- **Exercise description**:
Use the entries below and reproduce exactly the lines from the one containing "address (default: 0.0.0.0)" down to the one containing "#[command(subcommand)]", both of them included.

(Saved entries)

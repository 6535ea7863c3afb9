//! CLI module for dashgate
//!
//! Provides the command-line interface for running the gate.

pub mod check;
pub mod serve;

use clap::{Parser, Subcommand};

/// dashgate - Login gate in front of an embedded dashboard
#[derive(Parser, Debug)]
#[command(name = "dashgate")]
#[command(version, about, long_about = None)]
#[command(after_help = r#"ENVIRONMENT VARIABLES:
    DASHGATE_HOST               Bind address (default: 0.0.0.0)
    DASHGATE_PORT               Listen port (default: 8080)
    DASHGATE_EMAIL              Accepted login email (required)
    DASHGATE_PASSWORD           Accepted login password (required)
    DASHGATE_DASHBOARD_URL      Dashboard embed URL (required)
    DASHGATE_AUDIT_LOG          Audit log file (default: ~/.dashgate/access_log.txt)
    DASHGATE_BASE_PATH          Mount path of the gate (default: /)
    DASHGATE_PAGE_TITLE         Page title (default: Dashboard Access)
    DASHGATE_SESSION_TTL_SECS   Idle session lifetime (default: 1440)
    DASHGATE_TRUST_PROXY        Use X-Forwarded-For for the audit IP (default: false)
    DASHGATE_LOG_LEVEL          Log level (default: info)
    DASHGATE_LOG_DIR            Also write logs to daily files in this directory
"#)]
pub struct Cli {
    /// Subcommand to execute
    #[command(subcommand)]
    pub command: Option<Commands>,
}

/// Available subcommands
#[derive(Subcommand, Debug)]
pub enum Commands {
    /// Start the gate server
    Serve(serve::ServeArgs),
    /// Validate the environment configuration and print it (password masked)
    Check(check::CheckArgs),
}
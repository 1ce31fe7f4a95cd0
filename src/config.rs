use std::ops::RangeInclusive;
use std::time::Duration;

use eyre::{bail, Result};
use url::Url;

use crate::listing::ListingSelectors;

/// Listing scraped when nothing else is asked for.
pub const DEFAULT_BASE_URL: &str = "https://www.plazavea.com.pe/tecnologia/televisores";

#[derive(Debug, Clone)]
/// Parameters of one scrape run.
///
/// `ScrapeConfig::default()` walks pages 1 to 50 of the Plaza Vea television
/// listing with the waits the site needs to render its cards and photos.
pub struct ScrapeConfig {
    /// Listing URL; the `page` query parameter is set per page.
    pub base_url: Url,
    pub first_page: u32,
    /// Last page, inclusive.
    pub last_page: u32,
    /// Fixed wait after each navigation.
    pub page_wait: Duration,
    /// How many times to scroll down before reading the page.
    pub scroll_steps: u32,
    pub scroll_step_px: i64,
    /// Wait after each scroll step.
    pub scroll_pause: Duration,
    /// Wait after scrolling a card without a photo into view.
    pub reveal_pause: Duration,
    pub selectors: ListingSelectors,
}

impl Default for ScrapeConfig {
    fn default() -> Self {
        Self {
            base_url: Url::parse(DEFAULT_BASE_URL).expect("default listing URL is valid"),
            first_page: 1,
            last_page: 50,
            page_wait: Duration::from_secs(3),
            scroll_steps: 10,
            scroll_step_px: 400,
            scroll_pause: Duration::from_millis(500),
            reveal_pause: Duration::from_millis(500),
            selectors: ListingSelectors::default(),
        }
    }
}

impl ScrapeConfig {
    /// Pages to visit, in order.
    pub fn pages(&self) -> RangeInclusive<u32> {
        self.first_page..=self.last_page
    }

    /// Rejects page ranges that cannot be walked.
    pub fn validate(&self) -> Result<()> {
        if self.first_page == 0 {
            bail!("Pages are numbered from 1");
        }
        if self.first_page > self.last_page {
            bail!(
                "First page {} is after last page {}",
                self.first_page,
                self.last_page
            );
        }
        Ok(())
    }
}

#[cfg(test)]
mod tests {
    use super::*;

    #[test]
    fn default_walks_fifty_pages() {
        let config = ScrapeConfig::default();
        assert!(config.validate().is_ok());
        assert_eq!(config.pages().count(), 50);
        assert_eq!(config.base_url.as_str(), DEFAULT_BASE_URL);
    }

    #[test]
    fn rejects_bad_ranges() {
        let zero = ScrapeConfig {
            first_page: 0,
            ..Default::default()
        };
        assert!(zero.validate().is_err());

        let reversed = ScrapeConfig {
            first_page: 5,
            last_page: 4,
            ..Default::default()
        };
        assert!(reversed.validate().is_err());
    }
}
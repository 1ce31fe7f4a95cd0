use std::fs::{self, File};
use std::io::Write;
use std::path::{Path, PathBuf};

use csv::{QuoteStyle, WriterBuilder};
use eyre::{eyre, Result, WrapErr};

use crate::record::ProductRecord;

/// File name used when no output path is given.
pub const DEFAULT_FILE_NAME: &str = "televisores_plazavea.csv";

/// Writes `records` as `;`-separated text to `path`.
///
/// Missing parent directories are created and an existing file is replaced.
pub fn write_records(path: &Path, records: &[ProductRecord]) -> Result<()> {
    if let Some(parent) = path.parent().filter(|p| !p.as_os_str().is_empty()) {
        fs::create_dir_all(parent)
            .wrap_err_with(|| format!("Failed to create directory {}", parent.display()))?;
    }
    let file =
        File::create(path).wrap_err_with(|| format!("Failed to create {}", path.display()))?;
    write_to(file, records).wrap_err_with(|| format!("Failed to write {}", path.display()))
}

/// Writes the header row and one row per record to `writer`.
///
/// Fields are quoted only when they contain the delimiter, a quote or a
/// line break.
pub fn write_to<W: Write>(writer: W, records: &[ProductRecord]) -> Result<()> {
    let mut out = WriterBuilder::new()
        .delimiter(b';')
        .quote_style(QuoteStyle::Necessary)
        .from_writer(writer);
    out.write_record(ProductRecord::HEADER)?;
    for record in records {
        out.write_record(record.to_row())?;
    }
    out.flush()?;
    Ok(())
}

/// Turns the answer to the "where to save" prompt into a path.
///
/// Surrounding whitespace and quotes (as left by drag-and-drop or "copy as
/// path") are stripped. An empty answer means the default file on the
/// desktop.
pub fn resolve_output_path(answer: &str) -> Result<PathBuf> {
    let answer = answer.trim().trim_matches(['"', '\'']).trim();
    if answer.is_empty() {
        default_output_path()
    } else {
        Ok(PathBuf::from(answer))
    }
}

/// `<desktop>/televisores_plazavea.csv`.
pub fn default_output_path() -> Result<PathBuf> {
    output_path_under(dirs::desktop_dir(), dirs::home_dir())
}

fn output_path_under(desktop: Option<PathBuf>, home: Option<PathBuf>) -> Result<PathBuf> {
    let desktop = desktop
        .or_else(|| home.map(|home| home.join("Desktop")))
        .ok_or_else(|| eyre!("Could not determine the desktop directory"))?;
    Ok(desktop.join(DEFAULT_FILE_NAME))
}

- **Task solution**:
    DASHGATE_HOST               Bind address (default: 0.0.0.0)
    DASHGATE_PORT               Listen port (default: 8080)
    DASHGATE_EMAIL              Accepted login email (required)
    DASHGATE_PASSWORD           Accepted login password (required)
    DASHGATE_DASHBOARD_URL      Dashboard embed URL (required)
    DASHGATE_AUDIT_LOG          Audit log file (default: ~/.dashgate/access_log.txt)
    DASHGATE_BASE_PATH          Mount path of the gate (default: /)
    DASHGATE_PAGE_TITLE         Page title (default: Dashboard Access)
    DASHGATE_SESSION_TTL_SECS   Idle session lifetime (default: 1440)
    DASHGATE_TRUST_PROXY        Use X-Forwarded-For for the audit IP (default: false)
    DASHGATE_LOG_LEVEL          Log level (default: info)
    DASHGATE_LOG_DIR            Also write logs to daily files in this directory
"#)]
pub struct Cli {
    /// Subcommand to execute
    #[command(subcommand)]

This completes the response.